In 1915, the federal government acquired a white mansion on Kooyong Road, Caulfield named Glen Eira. It had been built and served as the town house of the Riverina pastoralist Henry Ricketson and his family.

No. 11 Australian General Hospital was opened on 17 April 1916 in the building. It was the largest of the three Victorian repatriation hospitals the federal government operated during World War 1. The Australian Red Cross built a 'Rest Home' near the original building in August 1916, where Red Cross volunteers could tend to recuperating servicemen.

A new tennis court was opened on 19 May 1917.

The facility was re-opened on 18 March 1918.

A committee led by Mrs Morris, wife of the Mayor of Caulfield, raised funds for the hospital in 1925.

Nurses' residence 'Caulfield House' opened in 1936 and was expanded in 1937.

The hospital was known at various times as Caufield Convalescent Hospital, Caufield Repatriation Hospital, Kooyong Military Hospital, and the General Military Hospital at Caulfield.

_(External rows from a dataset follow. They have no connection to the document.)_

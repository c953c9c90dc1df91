//! Liveness guard for streams that may go silent.
//!
//! The guard runs its own timer task. Every real signal passes through unchanged
//! and restarts the timer; if the timer runs out first, a synthetic total failure
//! carrying [`SignalError::Timeout`] is emitted instead.

use std::time::Duration;

use chrono::Utc;
use tokio::sync::watch;
use tokio::task::JoinHandle;
use tokio::time::{sleep_until, Instant};

use crate::error::{FilterError, FilterResult};
use crate::signal::{Signal, SignalError};
use crate::stream::{channel, SignalReceiver};

/// Shortest timeout a guard accepts.
pub const MIN_TIMEOUT: Duration = Duration::from_millis(5);

/// Emits a timeout failure when the guarded stream stays silent too long.
#[derive(Debug, Clone)]
pub struct TimeoutGuard {
    marker: String,
    timeout: Duration,
    repeat: bool,
}

impl TimeoutGuard {
    /// `marker` names the guarded stream in the timeout error.
    ///
    /// With `repeat` unset, a silent stream gets one timeout signal per episode;
    /// with it set, one per elapsed `timeout` until the stream speaks again.
    pub fn new(marker: impl Into<String>, timeout: Duration, repeat: bool) -> FilterResult<Self> {
        if timeout < MIN_TIMEOUT {
            return Err(FilterError::InvalidArg {
                what: "timeout shorter than the allowed minimum",
            });
        }
        Ok(Self {
            marker: marker.into(),
            timeout,
            repeat,
        })
    }

    pub fn timeout(&self) -> Duration {
        self.timeout
    }

    /// Start guarding `input`.
    ///
    /// The returned stream completes when `input` completes, when the downstream
    /// reader goes away, or when [`GuardHandle::close`] is called.
    pub fn spawn<T, P>(self, mut input: SignalReceiver<T, P>) -> (SignalReceiver<T, P>, GuardHandle)
    where
        T: Send + 'static,
        P: Send + 'static,
    {
        let (tx, rx) = channel();
        let (shutdown_tx, mut shutdown_rx) = watch::channel(false);

        let task = tokio::spawn(async move {
            let mut last_seen = Instant::now();
            let mut in_timeout = false;
            let mut handle_alive = true;

            loop {
                tokio::select! {
                    biased;

                    changed = shutdown_rx.changed(), if handle_alive => {
                        match changed {
                            Ok(()) if *shutdown_rx.borrow() => break,
                            Ok(()) => {}
                            // Handle dropped without closing: keep running until input completes.
                            Err(_) => handle_alive = false,
                        }
                    }

                    _ = tx.closed() => break,

                    next = input.recv() => {
                        let Some(signal) = next else { break };
                        last_seen = Instant::now();
                        in_timeout = false;
                        if tx.send(signal).await.is_err() {
                            break;
                        }
                    }

                    _ = sleep_until(last_seen + self.timeout) => {
                        last_seen = Instant::now();
                        if in_timeout && !self.repeat {
                            continue;
                        }
                        in_timeout = true;
                        tracing::warn!(marker = %self.marker, timeout = ?self.timeout, "stream timed out");
                        let failure = Signal::failure(
                            Utc::now(),
                            SignalError::Timeout {
                                marker: self.marker.clone(),
                                timeout: self.timeout,
                            },
                        );
                        if tx.send(failure).await.is_err() {
                            break;
                        }
                    }
                }
            }
            tracing::debug!(marker = %self.marker, "timeout guard stopped");
        });

        (
            rx,
            GuardHandle {
                shutdown: shutdown_tx,
                task: Some(task),
            },
        )
    }
}

/// Controls a running [`TimeoutGuard`].
///
/// Dropping the handle leaves the guard running until its input completes.
#[derive(Debug)]
pub struct GuardHandle {
    shutdown: watch::Sender<bool>,
    task: Option<JoinHandle<()>>,
}

impl GuardHandle {
    /// Stop the guard and complete its output. Safe to call more than once.
    pub fn close(&self) {
        self.shutdown.send_replace(true);
    }

    pub fn is_finished(&self) -> bool {
        self.task.as_ref().is_none_or(|t| t.is_finished())
    }

    /// Wait for the guard task to finish.
    pub async fn join(&mut self) {
        if let Some(task) = self.task.take() {
            if let Err(e) = task.await {
                tracing::error!(error = %e, "timeout guard task failed");
            }
        }
    }
}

In 1948, management of much of the facility was assumed by the state government's Alfred Hospital.

The original Glen Eira mansion was demolished in 1965, and the Victorian government purchased the last parts of the site from the federal Repatriation Department. The state then opened the Southern Memorial Hospital here in 1968.

In 1979 the Red Cross Rest Home was renovated and transferred to the state government. This became the Montgomery Nursing Home in 2001. The building was granted a heritage listing by the state government in 2016.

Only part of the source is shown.